On August 5, 1996, Counsel for the Respondent submitted to this Court a proposed decision. The Service submitted a response to this proposed decision on August 12, 1996(1) Counsel for the Respondent filed with this Court her reply to the Service's response on August 14 1996.

On September 5, 1996, the Service filed with this Court a brief in opposition to the Respondent's application for asylum and withholding of deportation. The Respondent's counsel submitted to this Court her response to the Service's brief on September 10, 1996. The Service filed a response to the Respondent's response on September 19, 1996.

 

II. Facts

The following facts are taken from respondent's written application for asylum and withholding of deportation, the Declaration in Support (Exhibits 2 and 2a) and her oral testimony given at the regular hearing held on July 23, 1996.

The Respondent, Rodi AdalíAlvarado-Peña ("Alvarado"), was born and raised in the town of Jutiapa, Pasacoprovince, Guatemala, on August 8, 1967. On April 15, 1984, at the age of 16, Alvarado married Francisco Osorio ("Osorio"). Shortly after they married, the Respondent moved with Osorio to Guatemala City. She and her husband bore two children: Damaris E. Osorio-Alvarado (daughter, born June 9, 1987) and Carlos L. Osorio-Alvarado (son, born August 25, 1992).

Alvarado testified that until shortly before she fled Guatemala, Osorio was a soldier in the Guatemalan army. He had been with the military long before they met. After he left the military, Osorio joined a private security force. Alvarado stated that from early on, Osorio bragged of the power and authority of the military in Guatemala, including its power to kill people at will and to carry weapons, including guns and knives, at all times. Osorio would tell her of the tremendous force of the military, and he would brag about his brutal exploits and his ability as a soldier to get anything he wanted solely based on his status of being in the military. Osorio described in detail how he and others in the army killed innocent civilians when they went throughout the country on patrol. Their exploits included throwing infants in the air and shooting them down, and rolling elderly people in mats, dousing them with gasoline in a trench and setting them on fire. The soldiers not only were not prevented by the army from doing these things to civilians, they were taught to do so.

Alvarado testified that in her own mind, Osorio told her of these incidents because he wanted to make her fearful of him and to ensure that she will submit to his power.

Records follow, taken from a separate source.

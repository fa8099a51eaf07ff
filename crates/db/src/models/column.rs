use serde::{Deserialize, Serialize};

/// A workflow column. The set is fixed at startup and never persisted.
#[derive(Debug, Clone, PartialEq, Eq, Serialize, Deserialize)]
pub struct Column {
    pub id: String,
    pub title: String,
}

impl Column {
    pub fn new(id: impl Into<String>, title: impl Into<String>) -> Self {
        Self {
            id: id.into(),
            title: title.into(),
        }
    }
}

Osorio told Alvarado that "I am going to treat you the way they do in the military. What they demand of me, I demand of you." Because of her husband's accounts of his military operations and his threats, Alvarado was terrified of her husband from the beginning of their marriage.

According to Alvarado's testimony, Osorio exerted complete and brutal control over her throughout their marriage. He beat her often, and at many occasions, inflicting severe injury. He dislocated her jaw, nearly pushed out her eye, tried to cut off her hands with his machete, kicked her in the abdomen and vagina, and tried to force her to abort when she was pregnant with her second child by severely kicking her in the spine. He would drag her by her hair, use her head to break windows and mirrors, whip her with pistols and electrical cords, and threaten her with knives. She stated that a number of the beatings occurred in public; however, no one, including the police and other authorities, assisted Alvarado or interfered. Alvarado testified that that was because domestic violence is viewed in Guatemala as a family matter in which the government does not get involved. Due to shame and her cultural upbringing that a wife must submit to her husband, Alvarado sought medical or other assistance only when absolutely necessary, such as when she feared broken bones or damage to her internal organs. See Exhibits IA, 2F, 3B, and 3E.

Alvarado testified that she was severely sexually abused by her husband, both vaginally and anally, almost on a daily basis. The children usually were at home when the rapes occurred; Osorio would simply put them outside at the time of the rapes. When Alvarado protested the rapes, her husband would respond by saying, "I can do it any time I want. You're my woman and I can do whatever I want." He also threatened her when she objected, saying, "Just do it, or I'll finish you off." The sexual abuse severely injured Alvarado, causing extensive hemorrhaging, excruciating abdominal pain and disease. See Exhibits 1A, 2F, 3B, and 3E.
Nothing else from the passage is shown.